Identifying precisely who helped Madoff repay Avellino and Bienes’ investors is currently an area of inquiry for law enforcement, according to a person familiar with the investigation.

Despite his ever-growing network of feeder funds, Madoff had another liquidity crisis in November 2005. According to a federal complaint [11] filed against his employee Daniel Bonventre, Madoff’s investor account had an end-of-day balance of about $13 million to cover about $105 million in wires scheduled to go out over the next three days.

Two days later, one of Madoff’s investors, identified in the complaint [11] as “Client A,” sent about $100 million in bonds to Madoff, which he used as collateral to secure a $95 million bank loan to continue the Ponzi scheme. The following January, Client A gave Madoff $54 million more in bonds, which were used as collateral for a $50 million loan.

Investigators have not revealed the identity of Client A, but a person close to the investigation said he was among Madoff’s group of longtime close associates.

The final bailout came toward the end of 2008, when Madoff was hit with a tidal wave of redemption requests from investors caught up in the larger financial crisis. Toward the end of 2008, he looked to Shapiro, who pitched in $250 million.

Shapiro and his family have said repeatedly through spokesmen that they were unaware of the true nature of Madoff’s business. The spokesman declined to comment on the $250 million.

No civil or criminal complaints have been filed against Shapiro, but a court filing by the trustee raised questions about the nonagenarian’s “contentions that he is a victim of Madoff’s scheme,” alleging “inconsistencies between Mr. Shapiro’s counsel’s account of the family history with Madoff and the records available to the Trustee.” The trustee is negotiating with the family to recover profits made over the years.

The emergency cash infusion failed. Just 10 days later, Madoff says he confessed to his sons that “it’s all just one big lie,” finally ending the scheme.

The Case-To-Date

So far, efforts to hold Madoff associates accountable have met with mixed results.

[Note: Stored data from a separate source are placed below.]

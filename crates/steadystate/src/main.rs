mod commands;
mod host;

use clap::{Parser, Subcommand};
use std::path::PathBuf;
use steadystate_connect::ResourceKind;

#[derive(Parser)]
#[command(name = "steady")]
#[command(about = "Converge remote resources to what you declared, one identity at a time", long_about = None)]
struct Cli {
    /// Project directory holding .steadystate/
    #[arg(short = 'C', long, global = true, env = "STEADYSTATE_DIR")]
    dir: Option<PathBuf>,

    #[command(subcommand)]
    command: Commands,
}

#[derive(Subcommand)]
enum Commands {
    /// Create a resource and start tracking it
    Create {
        /// Instance name in the state file
        name: String,
        /// Resource type (see `steady kinds`)
        #[arg(short, long)]
        kind: ResourceKind,
        /// Desired attributes as a JSON object
        #[arg(short, long)]
        attrs: String,
    },
    /// Refresh a tracked resource from the remote
    Read {
        name: String,
    },
    /// Merge new attributes and converge the remote
    Update {
        name: String,
        /// Attributes to change, as a JSON object
        #[arg(short, long)]
        attrs: String,
    },
    /// Delete a tracked resource
    Delete {
        name: String,
    },
    /// Start tracking an existing resource by its identity
    Import {
        name: String,
        /// Identity token, e.g. inst-1,https://example.com
        id: String,
        #[arg(short, long)]
        kind: ResourceKind,
    },
    /// List tracked resources
    List,
    /// List supported resource types
    Kinds,
    /// Seed or inspect the local sandbox API
    #[command(subcommand)]
    Sandbox(SandboxCommands),
    /// Show version information
    Version,
}

#[derive(Subcommand)]
pub(crate) enum SandboxCommands {
    /// Add an instance
    Instance { instance_id: String },
    /// Add a queue to an instance
    Queue {
        instance_id: String,
        queue_id: String,
    },
    /// Add a quick connect to an instance
    QuickConnect {
        instance_id: String,
        quick_connect_id: String,
        #[arg(short, long)]
        name: Option<String>,
    },
    /// Add a phone number to an instance
    PhoneNumber {
        instance_id: String,
        phone_number_id: String,
    },
    /// Add a contact flow to an instance
    ContactFlow {
        instance_id: String,
        contact_flow_id: String,
    },
    /// Print the sandbox contents
    Show,
}

#[tokio::main]
async fn main() -> anyhow::Result<()> {
    let cli = Cli::parse();

    // Logs go to stderr; stdout is for command output
    tracing_subscriber::fmt()
        .with_writer(std::io::stderr)
        .with_env_filter(
            tracing_subscriber::EnvFilter::try_from_default_env()
                .unwrap_or_else(|_| tracing_subscriber::EnvFilter::new("warn")),
        )
        .init();

    match cli.command {
        Commands::Version => {
            println!("steadystate {}", env!("CARGO_PKG_VERSION"));
            return Ok(());
        }
        Commands::Kinds => {
            commands::kinds::handle();
            return Ok(());
        }
        _ => {}
    }

    let project_root = match cli.dir {
        Some(dir) => dir,
        None => std::env::current_dir()?,
    };
    let host = host::Host::open(&project_root).await?;

    match cli.command {
        Commands::Create { name, kind, attrs } => {
            commands::create::handle(&host, &name, kind, &attrs).await?;
        }
        Commands::Read { name } => {
            commands::read::handle(&host, &name).await?;
        }
        Commands::Update { name, attrs } => {
            commands::update::handle(&host, &name, &attrs).await?;
        }
        Commands::Delete { name } => {
            commands::delete::handle(&host, &name).await?;
        }
        Commands::Import { name, id, kind } => {
            commands::import::handle(&host, &name, kind, &id).await?;
        }
        Commands::List => {
            commands::list::handle(&host).await?;
        }
        Commands::Sandbox(cmd) => {
            commands::sandbox::handle(&host, cmd).await?;
        }
        // Answered before the project was opened
        Commands::Version | Commands::Kinds => {}
    }

    Ok(())
}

Civil claims by the SEC [10] against Jaffe, Cohmad and Cohn were largely rejected by Federal District Judge Louis Stanton, who ruled in February that the agency had failed to prove they “knew of, or recklessly disregarded, Madoff’s fraud.” The judge left the door open for the SEC to refile its complaint by June 18, if it can strengthen its case.

Lawyers for Maurice Cohn and Cohmad released the following statement in response to the ruling: “As we have maintained all along and Judge Stanton agrees, the SEC’s complaint supports nothing other than “the reasonable inference that Madoff fooled the defendants as he did individual investors, financial institutions and regulators.”


If there were others involved in the Ponzi scheme, building federal or state criminal cases against Madoff’s circle may prove difficult. Though their relationships go back decades, most of their dealings were done verbally, and there isn’t a lot of correspondence, according to a person with knowledge of the investigations. Federal investigators are working with DiPascali to get a clearer picture of the degree of complicity of others in the scheme.

Illness and age also may become factors. Though a grand jury could consider charges against Chais by mid-June, he suffers from a rare blood disorder and is in and out of the hospital. Shapiro, too, is said to be in ill health.

The trustee is expected to file more lawsuits in coming months as the date approaches when the statute of limitations runs out.

Criminal cases brought against several former Madoff employees have already eroded the notion, lodged so powerfully in the public imagination, that Madoff worked alone, said Daniel Richman, a professor at Columbia Law School and a former prosecutor. With each additional case, he said, it may well crumble further.

“I imagine the paradigmatic Ponzi scheme with the evil genius who keeps all the secrets to himself and engineers this massive crime, like most stick figures, will probably not hold true,” he said.